BP SLASHES DIVIDEND, DIGS IN ON GOING GREEN

British Petroleum today vowed to clean up its output, saying its oil and gas production will fall 40 per cent by 2030, while investment in low-carbon energy will reach US$5 billion per year over the same period. “Energy markets are fundamentally changing, shifting towards low carbon, driven by societal expectations, technology and changes in consumer preferences,” chairman Helge Lund said in a release. To help free up funds for that pivot, BP chopped its dividend in half today while swinging to a second-quarter loss that wasn’t quite as large as analysts expected.

COUCHE-TARD MISSES OUT ON DEAL

We’ll watch shares of Alimentation Couche-Tard after the deal-hungry convenience store operator was left out from a big prize Sunday when Marathon Petroleum announced the sale of its 3,900-store Speedway business to 7-Eleven’s parent company for US$21 billion in cash.

OTHER NOTABLE STORIES

-Calfrac Well Services’ top shareholder, Wilks Brothers, has unveiled what it calls a “superior alternative transaction” to rival a recapitalization plan that was announced earlier this month. Wilks Brothers says its plan isn’t subject to any financing or due diligence conditions.
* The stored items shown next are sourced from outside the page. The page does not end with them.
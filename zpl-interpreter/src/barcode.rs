//! Parameter parsing for the barcode commands.
//!
//! Every reader starts from the command's defaults and only overrides a value
//! when its field is present and not blank.

use zpl_parser::{Code128Mode, Orientation, parse_float, parse_int, split_params, yes_no};

use crate::{
    error::CommandError,
    label::{
        BarcodeDefaults, Code39Options, Code128Options, DataMatrixOptions, Ean13Options,
        QrCodeOptions,
    },
};

fn field<'a>(params: &[&'a str], index: usize) -> Option<&'a str> {
    params.get(index).copied().filter(|value| !value.is_empty())
}

fn barcode_height(value: &str) -> Result<u32, CommandError> {
    match parse_int(value) {
        Some(height @ 1..=32000) => Ok(height as u32),
        _ => Err(CommandError::BarcodeHeight),
    }
}

/// `^B3o,e,h,f,g`
pub fn parse_code39(params: &str) -> Result<Code39Options, CommandError> {
    let params = split_params(params);
    let mut options = Code39Options::default();

    if let Some(orientation) = field(&params, 0) {
        options.orientation = orientation.parse()?;
    }
    if let Some(check_digit) = field(&params, 1) {
        options.mod43_check_digit = yes_no(check_digit);
    }
    if let Some(height) = field(&params, 2) {
        options.height = Some(barcode_height(height)?);
    }
    if let Some(line) = field(&params, 3) {
        options.print_interpretation_line = yes_no(line);
    }
    if let Some(above) = field(&params, 4) {
        options.interpretation_line_above = yes_no(above);
    }

    Ok(options)
}

/// `^BCo,h,f,g,e,m`
pub fn parse_code128(params: &str) -> Result<Code128Options, CommandError> {
    let params = split_params(params);
    let mut options = Code128Options::default();

    if let Some(orientation) = field(&params, 0) {
        options.orientation = orientation.parse()?;
    }
    if let Some(height) = field(&params, 1) {
        options.height = Some(barcode_height(height)?);
    }
    if let Some(line) = field(&params, 2) {
        options.print_interpretation_line = yes_no(line);
    }
    if let Some(above) = field(&params, 3) {
        options.interpretation_line_above = yes_no(above);
    }
    if let Some(check_digit) = field(&params, 4) {
        options.ucc_check_digit = yes_no(check_digit);
    }
    if let Some(mode) = field(&params, 5) {
        options.mode = mode.parse::<Code128Mode>()?;
    }

    Ok(options)
}

/// `^BEo,h,f,g`
pub fn parse_ean13(params: &str) -> Result<Ean13Options, CommandError> {
    let params = split_params(params);
    let mut options = Ean13Options::default();

    if let Some(orientation) = field(&params, 0) {
        options.orientation = orientation.parse()?;
    }
    if let Some(height) = field(&params, 1) {
        options.height = Some(barcode_height(height)?);
    }
    if let Some(line) = field(&params, 2) {
        options.print_interpretation_line = yes_no(line);
    }
    if let Some(above) = field(&params, 3) {
        options.interpretation_line_above = yes_no(above);
    }

    Ok(options)
}

/// `^BQa,b,c`. The orientation field only accepts what `^FW` would.
pub fn parse_qr_code(params: &str) -> Result<QrCodeOptions, CommandError> {
    let params = split_params(params);
    let mut options = QrCodeOptions::default();

    if let Some(orientation) = field(&params, 0) {
        options.orientation = orientation.parse::<Orientation>()?;
    }
    if let Some(model) = field(&params, 1) {
        options.model = match parse_int(model) {
            Some(1) => 1,
            Some(2) => 2,
            _ => return Err(CommandError::QrModel),
        };
    }
    if let Some(magnification) = field(&params, 2) {
        options.magnification = match parse_int(magnification) {
            Some(factor @ 1..=10) => Some(factor as u32),
            _ => return Err(CommandError::QrMagnification),
        };
    }

    Ok(options)
}

/// `^BXo,h,...`, only orientation and element height are read.
pub fn parse_data_matrix(params: &str) -> Result<DataMatrixOptions, CommandError> {
    let params = split_params(params);
    let mut options = DataMatrixOptions::default();

    if let Some(orientation) = field(&params, 0) {
        options.orientation = orientation.parse()?;
    }
    if let Some(height) = field(&params, 1) {
        options.height = Some(barcode_height(height)?);
    }

    Ok(options)
}

/// `^BYw,r,h`
pub fn parse_barcode_defaults(params: &str) -> Result<BarcodeDefaults, CommandError> {
    let params = split_params(params);
    let mut defaults = BarcodeDefaults::default();

    if let Some(width) = field(&params, 0) {
        defaults.module_width = match parse_int(width) {
            Some(width @ 1..=10) => width as u32,
            _ => return Err(CommandError::ModuleWidth),
        };
    }
    if let Some(ratio) = field(&params, 1) {
        defaults.wide_bar_ratio = match parse_float(ratio) {
            Some(ratio) if (2.0..=3.0).contains(&ratio) => ratio,
            _ => return Err(CommandError::WideBarRatio),
        };
    }
    if let Some(height) = field(&params, 2) {
        defaults.height = match parse_int(height) {
            Some(height) if height > 0 => u32::try_from(height).unwrap_or(u32::MAX),
            _ => return Err(CommandError::DefaultHeight),
        };
    }

    Ok(defaults)
}

#[cfg(test)]
mod tests {
    use pretty_assertions::assert_eq;

    use super::*;

    #[test]
    fn parse_code39_test() {
        let options = parse_code39("N,N,50,Y,N").unwrap();
        assert_eq!(
            options,
            Code39Options {
                orientation: Orientation::Normal,
                mod43_check_digit: false,
                height: Some(50),
                print_interpretation_line: true,
                interpretation_line_above: false,
            }
        );
        assert_eq!(parse_code39("").unwrap(), Code39Options::default());
    }

    #[test]
    fn parse_code39_height_out_of_range_test() {
        let err = parse_code39("N,N,40000,Y,N").unwrap_err();
        assert_eq!(
            err.to_string(),
            "Barcode height must be between 1 and 32000 dots"
        );
        assert!(parse_code39("N,N,0").is_err());
        assert!(parse_code39("N,N,abc").is_err());
    }

    #[test]
    fn parse_code128_test() {
        let options = parse_code128("R,100,N,Y,Y,D").unwrap();
        assert_eq!(
            options,
            Code128Options {
                orientation: Orientation::Rotate,
                height: Some(100),
                print_interpretation_line: false,
                interpretation_line_above: true,
                ucc_check_digit: true,
                mode: Code128Mode::Ean,
            }
        );
    }

    #[test]
    fn parse_code128_blank_test() {
        let options = parse_code128("").unwrap();
        assert_eq!(options.mode, Code128Mode::Auto);
        assert_eq!(options.height, None);
        assert!(options.print_interpretation_line);
    }

    #[test]
    fn parse_code128_invalid_values_test() {
        assert_eq!(
            parse_code128("X").unwrap_err().to_string(),
            "Invalid orientation value. Must be N, R, I, or B"
        );
        assert_eq!(
            parse_code128("N,50,Y,N,N,Q").unwrap_err().to_string(),
            "Invalid Code 128 mode. Must be N, U, A, or D"
        );
    }

    #[test]
    fn parse_ean13_test() {
        let options = parse_ean13("N,50,Y,N").unwrap();
        assert_eq!(options.height, Some(50));
        assert!(!options.interpretation_line_above);
    }

    #[test]
    fn parse_qr_code_test() {
        let options = parse_qr_code("N,2,5").unwrap();
        assert_eq!(options.model, 2);
        assert_eq!(options.magnification, Some(5));
        assert!(matches!(parse_qr_code("N,3"), Err(CommandError::QrModel)));
        assert!(matches!(
            parse_qr_code("N,2,11"),
            Err(CommandError::QrMagnification)
        ));
    }

    #[test]
    fn parse_data_matrix_test() {
        let options = parse_data_matrix("N,8").unwrap();
        assert_eq!(options.height, Some(8));
    }

    #[test]
    fn parse_barcode_defaults_test() {
        assert_eq!(
            parse_barcode_defaults("5,2,270").unwrap(),
            BarcodeDefaults {
                module_width: 5,
                wide_bar_ratio: 2.0,
                height: 270,
            }
        );
        assert_eq!(
            parse_barcode_defaults("3").unwrap(),
            BarcodeDefaults {
                module_width: 3,
                ..Default::default()
            }
        );
        assert!(matches!(
            parse_barcode_defaults("11"),
            Err(CommandError::ModuleWidth)
        ));
        assert!(matches!(
            parse_barcode_defaults("2,3.5"),
            Err(CommandError::WideBarRatio)
        ));
        assert!(matches!(
            parse_barcode_defaults("2,3,0"),
            Err(CommandError::DefaultHeight)
        ));
    }
}
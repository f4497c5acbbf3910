use thiserror::Error;
use zpl_interpreter::{CommandError, ConfigError, GraphicError, ProduceError};
use zpl_parser::ParseError;
use zpl_renderer::{EncodeError, OptionsError, RenderError};

#[derive(Debug, Error)]
pub enum ZplError {
    #[error("Parse error: {0}")]
    Parse(#[from] ParseError),
    #[error(transparent)]
    Command(#[from] CommandError),
    #[error(transparent)]
    Graphic(#[from] GraphicError),
    #[error("Label has nothing to render: {}", .0.join("; "))]
    InvalidLabel(Vec<String>),
    #[error(transparent)]
    Produce(#[from] ProduceError),
    #[error(transparent)]
    Config(#[from] ConfigError),
    #[error(transparent)]
    Encode(#[from] EncodeError),
    #[error(transparent)]
    Options(#[from] OptionsError),
    #[error(transparent)]
    Render(#[from] RenderError),
}
use std::str::FromStr;

use crate::error::{ParseError, ParseErrorKind};

/// One command of a ZPL stream together with the raw text that follows it.
///
/// Both fields borrow from the scanned input. `params` runs up to (not
/// including) the next `^` or `~` and is not trimmed.
#[derive(Debug, Clone, Copy, PartialEq, Eq)]
pub struct Token<'a> {
    pub command: &'a str,
    pub params: &'a str,
}

impl<'a> Token<'a> {
    pub fn new(command: &'a str, params: &'a str) -> Self {
        Self { command, params }
    }
}

#[derive(Debug, Clone, Copy, PartialEq, Eq, Default)]
pub enum Orientation {
    #[default]
    Normal, // 0°
    Rotate,     // 90°
    Invert,     // 180°
    BackRotate, // 270°
}

impl Orientation {
    /// Clockwise rotation in degrees.
    pub fn degrees(&self) -> f32 {
        match self {
            Orientation::Normal => 0.,
            Orientation::Rotate => 90.,
            Orientation::Invert => 180.,
            Orientation::BackRotate => 270.,
        }
    }
}

impl FromStr for Orientation {
    type Err = ParseError;

    fn from_str(value: &str) -> Result<Self, Self::Err> {
        match value.trim().to_ascii_uppercase().as_str() {
            "N" => Ok(Orientation::Normal),
            "R" => Ok(Orientation::Rotate),
            "I" => Ok(Orientation::Invert),
            "B" => Ok(Orientation::BackRotate),
            _ => Err(ParseError::new(ParseErrorKind::InvalidOrientation)),
        }
    }
}

#[derive(Debug, Clone, Copy, PartialEq, Eq, Default)]
pub enum Color {
    #[default]
    Black,
    White,
}

impl FromStr for Color {
    type Err = ParseError;

    fn from_str(value: &str) -> Result<Self, Self::Err> {
        match value.trim().to_ascii_uppercase().as_str() {
            "B" => Ok(Self::Black),
            "W" => Ok(Self::White),
            _ => Err(ParseError::new(ParseErrorKind::InvalidColor)),
        }
    }
}

#[derive(Debug, Clone, Copy, PartialEq, Eq, Default)]
pub enum Code128Mode {
    Normal,
    Ucc,
    #[default]
    Auto,
    Ean,
}

impl FromStr for Code128Mode {
    type Err = ParseError;

    fn from_str(value: &str) -> Result<Self, Self::Err> {
        match value.trim().to_ascii_uppercase().as_str() {
            "N" => Ok(Code128Mode::Normal),
            "U" => Ok(Code128Mode::Ucc),
            "A" => Ok(Code128Mode::Auto),
            "D" => Ok(Code128Mode::Ean),
            _ => Err(ParseError::new(ParseErrorKind::InvalidCode128Mode)),
        }
    }
}

#[derive(Debug, Clone, Copy, PartialEq, Eq, Default)]
pub enum TextBlockJustification {
    #[default]
    Left,
    Center,
    Right,
    Justified,
}

impl TextBlockJustification {
    /// Unknown values fall back to left, as printers do.
    pub fn from_param(value: &str) -> Self {
        match value.trim().to_ascii_uppercase().as_str() {
            "C" => Self::Center,
            "R" => Self::Right,
            "J" => Self::Justified,
            _ => Self::Left,
        }
    }
}

/// `Y` (any case) is yes, everything else is no.
pub fn yes_no(value: &str) -> bool {
    value.trim().eq_ignore_ascii_case("Y")
}
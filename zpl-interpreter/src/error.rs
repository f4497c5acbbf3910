use thiserror::Error;
use zpl_parser::ParseError;

/// Why a single command could not be applied to the label.
///
/// The display text is what ends up after `Error processing command ^XX: `.
#[derive(Debug, Error)]
pub enum CommandError {
    #[error(transparent)]
    Parse(#[from] ParseError),
    #[error("Barcode height must be between 1 and 32000 dots")]
    BarcodeHeight,
    #[error("Module width must be between 1 and 10 dots")]
    ModuleWidth,
    #[error("Wide bar to narrow bar ratio must be between 2.0 and 3.0")]
    WideBarRatio,
    #[error("Height must be greater than 0")]
    DefaultHeight,
    #[error("QR model must be 1 or 2")]
    QrModel,
    #[error("Magnification factor must be between 1 and 10")]
    QrMagnification,
    #[error("Box width must be between 1 and 32000 dots")]
    BoxWidth,
    #[error("Box height must be between 1 and 32000 dots")]
    BoxHeight,
    #[error("Border thickness must be between 1 and 32000 dots")]
    BorderThickness,
    #[error("Roundedness must be between 0 and 8")]
    Roundedness,
    #[error("Field origin coordinates must be between 0 and 32000")]
    FieldOriginOutOfRange,
    #[error("Font height and width must be between 10 and 32000 dots")]
    FontSize,
    #[error("^LH coordinates must be between 0 and 32000")]
    HomeOutOfRange,
    #[error("^LH command requires both x and y coordinates")]
    HomeIncomplete,
    #[error(transparent)]
    Graphic(#[from] GraphicError),
    #[error("Command not implemented")]
    NotImplemented,
}

#[derive(Debug, Error)]
pub enum GraphicError {
    #[error("^GF requires compression type, byte counts and data")]
    MissingParameters,
    #[error("Bytes per row must be greater than 0")]
    ZeroRowBytes,
    #[error("Graphic width must not exceed 32000 dots, got {0} bytes per row")]
    TooWide(usize),
    #[error("Graphic height must not exceed 32000 dots, got {0} rows")]
    TooTall(usize),
    #[error("Unsupported graphic compression type {0}")]
    UnsupportedCompression(String),
    #[error("Invalid character '{0}' in ASCII hex graphic data")]
    InvalidHex(char),
    #[error("Invalid base64 graphic data: {0}")]
    Base64(#[from] base64::DecodeError),
    #[error("Could not inflate graphic data: {0}")]
    Inflate(#[from] std::io::Error),
    #[error("Graphic data too small: expected {expected} bytes, got {actual}")]
    TooSmall { expected: usize, actual: usize },
}

#[derive(Debug, Clone, PartialEq, Eq, Error)]
pub enum ProduceError {
    #[error("Label is not valid")]
    InvalidLabel,
}

#[derive(Debug, Clone, PartialEq, Eq, Error)]
pub enum ConfigError {
    #[error("Maximum ZPL length must be a positive number")]
    ZeroMaxLength,
}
-Ford Motor Company announced CEO Jim Hackett is on his way out, a little more than three years after he was appointed to the job. He’ll be replaced by long-time executive Jim Farley later this year and will remain an advisor until March of next year.

-CI Financial is accelerating its growth in the U.S., announcing today it’s buying Illinois-based wealth management firm Balasa Dinverno Foltz, which has US$4.5 billion in assets. 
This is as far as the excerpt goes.